The entries are to be duplicated exactly, with nothing left out.

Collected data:
......

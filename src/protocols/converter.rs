// ABOUTME: Protocol data conversion between different fitness platform formats
// ABOUTME: Transforms data between Strava, Fitbit, and internal universal formats
// Licensed under the Apache License, Version 2.0 <LICENSE-APACHE or
// http://www.apache.org/licenses/LICENSE-2.0> or the MIT license
// <LICENSE-MIT or http://opensource.org/licenses/MIT>, at your
// option. This file may not be copied, modified, or distributed
// except according to those terms.

//! Protocol Converter
//!
//! Converts between different protocol formats (MCP, A2A) and the universal format.

use crate::a2a::protocol::{A2ARequest, A2AResponse};
use crate::mcp::schema::{ToolCall, ToolResponse};
use crate::protocols::universal::{UniversalRequest, UniversalResponse};
use serde_json::Value;

/// Supported protocol types
#[derive(Debug, Clone, PartialEq, Eq)]
pub enum ProtocolType {
    MCP,
    A2A,
}

/// Protocol converter for translating between protocol formats
pub struct ProtocolConverter;

impl ProtocolConverter {
    /// Convert A2A request to universal format
    ///
    /// # Errors
    ///
    /// Returns an error if the A2A request has an unsupported method or if the tool name is not found in the parameters.
    pub fn a2a_to_universal(
        request: &A2ARequest,
        user_id: &str,
    ) -> Result<UniversalRequest, crate::protocols::ProtocolError> {
        // Extract tool name from A2A method
        let tool_name = match request.method.as_str() {
            "a2a/tools/call" => {
                // Tool name should be in parameters
                request
                    .params
                    .as_ref()
                    .and_then(|p| p.get("tool"))
                    .and_then(|t| t.as_str())
                    .ok_or_else(|| {
                        crate::protocols::ProtocolError::InvalidParameters(
                            "Tool name not found in A2A request".into(),
                        )
                    })?
                    .to_string()
            }
            method => {
                return Err(crate::protocols::ProtocolError::ConversionFailed(format!(
                    "Unsupported A2A method: {method}"
                )));
            }
        };

        // Extract parameters
        let parameters = request
            .params
            .as_ref()
            .and_then(|p| p.get("arguments"))
            .cloned()
            .unwrap_or_else(|| Value::Object(serde_json::Map::new()));

        Ok(UniversalRequest {
            tool_name,
            parameters,
            user_id: user_id.to_string(),
            protocol: "a2a".into(),
            tenant_id: None,
        })
    }

    /// Convert universal response to A2A format
    #[must_use]
    pub fn universal_to_a2a(response: UniversalResponse, request_id: Option<Value>) -> A2AResponse {
        if response.success {
            A2AResponse {
                jsonrpc: "2.0".into(),
                result: response.result,
                error: None,
                id: request_id,
            }
        } else {
            A2AResponse {
                jsonrpc: "2.0".into(),
                result: None,
                error: Some(crate::a2a::protocol::A2AErrorResponse {
                    code: -32603,
                    message: response.error.unwrap_or_else(|| "Internal error".into()),
                    data: None,
                }),
                id: request_id,
            }
        }
    }

    /// Convert MCP tool call to universal format
    #[must_use]
    pub fn mcp_to_universal(
        tool_call: ToolCall,
        user_id: &str,
        tenant_id: Option<String>,
    ) -> UniversalRequest {
        UniversalRequest {
            tool_name: tool_call.name,
            parameters: tool_call
                .arguments
                .unwrap_or_else(|| Value::Object(serde_json::Map::new())),
            user_id: user_id.to_string(),
            protocol: "mcp".into(),
            tenant_id,
        }
    }

    /// Convert universal response to MCP format
    #[must_use]
    pub fn universal_to_mcp(response: UniversalResponse) -> ToolResponse {
        if response.success {
            let result_text =
                serde_json::to_string_pretty(&response.result.as_ref().unwrap_or(&Value::Null))
                    .unwrap_or_else(|_| "{}".into());

            ToolResponse {
                content: vec![crate::mcp::schema::Content::Text { text: result_text }],
                is_error: false,
                structured_content: response.result,
            }
        } else {
            ToolResponse {
                content: vec![crate::mcp::schema::Content::Text {
                    text: format!(
                        "Error: {}",
                        response.error.unwrap_or_else(|| "Unknown error".into())
                    ),
                }],
                is_error: true,
                structured_content: None,
            }
        }
    }

    /// Detect protocol type from request format
    ///
    /// # Errors
    ///
    /// Returns an error if the request data is not valid JSON or if the protocol type cannot be determined.
    pub fn detect_protocol(
        request_data: &str,
    ) -> Result<ProtocolType, crate::protocols::ProtocolError> {
        // Try to parse as JSON first
        let json: Value = serde_json::from_str(request_data).map_err(|_| {
            crate::protocols::ProtocolError::ConversionFailed("Invalid JSON".into())
        })?;

        // Check for A2A indicators
        if json.get("jsonrpc").is_some() && json.get("method").is_some() {
            if let Some(method) = json.get("method").and_then(|m| m.as_str()) {
                if method.starts_with("a2a/") {
                    return Ok(ProtocolType::A2A);
                }
            }
        }

        // Check for MCP indicators
        if json.get("method").is_some() {
            if let Some(method) = json.get("method").and_then(|m| m.as_str()) {
                if method == "tools/call" || method == "initialize" {
                    return Ok(ProtocolType::MCP);
                }
            }
        }

        Err(crate::protocols::ProtocolError::UnsupportedProtocol(
            "Unknown protocol format".into(),
        ))
    }

    /// Convert tool definition to A2A format
    #[must_use]
    pub fn tool_to_a2a_format(tool: &crate::protocols::universal::UniversalTool) -> Value {
        serde_json::json!({
            "name": tool.name,
            "description": tool.description,
            "parameters": {
                "type": "object",
                "properties": {},
                "required": []
            }
        })
    }

    /// Convert tool definition to MCP format
    #[must_use]
    pub fn tool_to_mcp_format(
        tool: &crate::protocols::universal::UniversalTool,
    ) -> crate::mcp::schema::Tool {
        crate::mcp::schema::Tool {
            name: tool.name.clone(), // Safe: String ownership needed for MCP tool schema
            description: tool.description.clone(), // Safe: String ownership for MCP tool schema
            input_schema: serde_json::json!({
                "type": "object",
                "properties": {},
                "required": []
            }),
        }
    }
}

......

Finished task:
filename src/protocols/converter.rs
// ABOUTME: Protocol data conversion between different fitness platform formats
// ABOUTME: Transforms data between Strava, Fitbit, and internal universal formats
// Licensed under the Apache License, Version 2.0 <LICENSE-APACHE or
// http://www.apache.org/licenses/LICENSE-2.0> or the MIT license
// <LICENSE-MIT or http://opensource.org/licenses/MIT>, at your
// option. This file may not be copied, modified, or distributed
// except according to those terms.

//! Protocol Converter
//!
//! Converts between different protocol formats (MCP, A2A) and the universal format.

use crate::a2a::protocol::{A2ARequest, A2AResponse};
use crate::mcp::schema::{ToolCall, ToolResponse};
use crate::protocols::universal::{UniversalRequest, UniversalResponse};
use serde_json::Value;

/// Supported protocol types
#[derive(Debug, Clone, PartialEq, Eq)]
pub enum ProtocolType {
    MCP,
    A2A,
}

/// Protocol converter for translating between protocol formats
pub struct ProtocolConverter;

impl ProtocolConverter {
    /// Convert A2A request to universal format
    ///
    /// # Errors
    ///
    /// Returns an error if the A2A request has an unsupported method or if the tool name is not found in the parameters.
    pub fn a2a_to_universal(
        request: &A2ARequest,
        user_id: &str,
    ) -> Result<UniversalRequest, crate::protocols::ProtocolError> {
        // Extract tool name from A2A method
        let tool_name = match request.method.as_str() {
            "a2a/tools/call" => {
                // Tool name should be in parameters
                request
                    .params
                    .as_ref()
                    .and_then(|p| p.get("tool"))
                    .and_then(|t| t.as_str())
                    .ok_or_else(|| {
                        crate::protocols::ProtocolError::InvalidParameters(
                            "Tool name not found in A2A request".into(),
                        )
                    })?
                    .to_string()
            }
            method => {
                return Err(crate::protocols::ProtocolError::ConversionFailed(format!(
                    "Unsupported A2A method: {method}"
                )));
            }
        };

        // Extract parameters
        let parameters = request
            .params
            .as_ref()
            .and_then(|p| p.get("arguments"))
            .cloned()
            .unwrap_or_else(|| Value::Object(serde_json::Map::new()));

        Ok(UniversalRequest {
            tool_name,
            parameters,
            user_id: user_id.to_string(),
            protocol: "a2a".into(),
            tenant_id: None,
        })
    }

    /// Convert universal response to A2A format
    #[must_use]
    pub fn universal_to_a2a(response: UniversalResponse, request_id: Option<Value>) -> A2AResponse {
        if response.success {
            A2AResponse {
                jsonrpc: "2.0".into(),
                result: response.result,
                error: None,
                id: request_id,
            }
        } else {
            A2AResponse {
                jsonrpc: "2.0".into(),
                result: None,
                error: Some(crate::a2a::protocol::A2AErrorResponse {
                    code: -32603,
                    message: response.error.unwrap_or_else(|| "Internal error".into()),
                    data: None,
                }),
                id: request_id,
            }
        }
    }

    /// Convert MCP tool call to universal format
    #[must_use]
    pub fn mcp_to_universal(
        tool_call: ToolCall,
        user_id: &str,
        tenant_id: Option<String>,
    ) -> UniversalRequest {
        UniversalRequest {
            tool_name: tool_call.name,
            parameters: tool_call
                .arguments
                .unwrap_or_else(|| Value::Object(serde_json::Map::new())),
            user_id: user_id.to_string(),
            protocol: "mcp".into(),
            tenant_id,
        }
    }

    /// Convert universal response to MCP format
    #[must_use]
    pub fn universal_to_mcp(response: UniversalResponse) -> ToolResponse {
        if response.success {
            let result_text =
                serde_json::to_string_pretty(&response.result.as_ref().unwrap_or(&Value::Null))
                    .unwrap_or_else(|_| "{}".into());

            ToolResponse {
                content: vec![crate::mcp::schema::Content::Text { text: result_text }],
                is_error: false,
                structured_content: response.result,
            }
        } else {
            ToolResponse {
                content: vec![crate::mcp::schema::Content::Text {
                    text: format!(
                        "Error: {}",
                        response.error.unwrap_or_else(|| "Unknown error".into())
                    ),
                }],
                is_error: true,
                structured_content: None,
            }
        }
    }

    /// Detect protocol type from request format
    ///
    /// # Errors
    ///
    /// Returns an error if the request data is not valid JSON or if the protocol type cannot be determined.
    pub fn detect_protocol(
        request_data: &str,
    ) -> Result<ProtocolType, crate::protocols::ProtocolError> {
        // Try to parse as JSON first
        let json: Value = serde_json::from_str(request_data).map_err(|_| {
            crate::protocols::ProtocolError::ConversionFailed("Invalid JSON".into())
        })?;

        // Check for A2A indicators
        if json.get("jsonrpc").is_some() && json.get("method").is_some() {
            if let Some(method) = json.get("method").and_then(|m| m.as_str()) {
                if method.starts_with("a2a/") {
                    return Ok(ProtocolType::A2A);
                }
            }
        }

        // Check for MCP indicators
        if json.get("method").is_some() {
            if let Some(method) = json.get("method").and_then(|m| m.as_str()) {
                if method == "tools/call" || method == "initialize" {
                    return Ok(ProtocolType::MCP);
                }
            }
        }

        Err(crate::protocols::ProtocolError::UnsupportedProtocol(
            "Unknown protocol format".into(),
        ))
    }

    /// Convert tool definition to A2A format
    #[must_use]
    pub fn tool_to_a2a_format(tool: &crate::protocols::universal::UniversalTool) -> Value {
        serde_json::json!({
            "name": tool.name,
            "description": tool.description,
            "parameters": {
                "type": "object",
                "properties": {},
                "required": []
            }
        })
    }

    /// Convert tool definition to MCP format
    #[must_use]
    pub fn tool_to_mcp_format(
        tool: &crate::protocols::universal::UniversalTool,
    ) -> crate::mcp::schema::Tool {
        crate::mcp::schema::Tool {
            name: tool.name.clone(), // Safe: String ownership needed for MCP tool schema
            description: tool.description.clone(), // Safe: String ownership for MCP tool schema
            input_schema: serde_json::json!({
                "type": "object",
                "properties": {},
                "required": []
            }),
        }
    }
}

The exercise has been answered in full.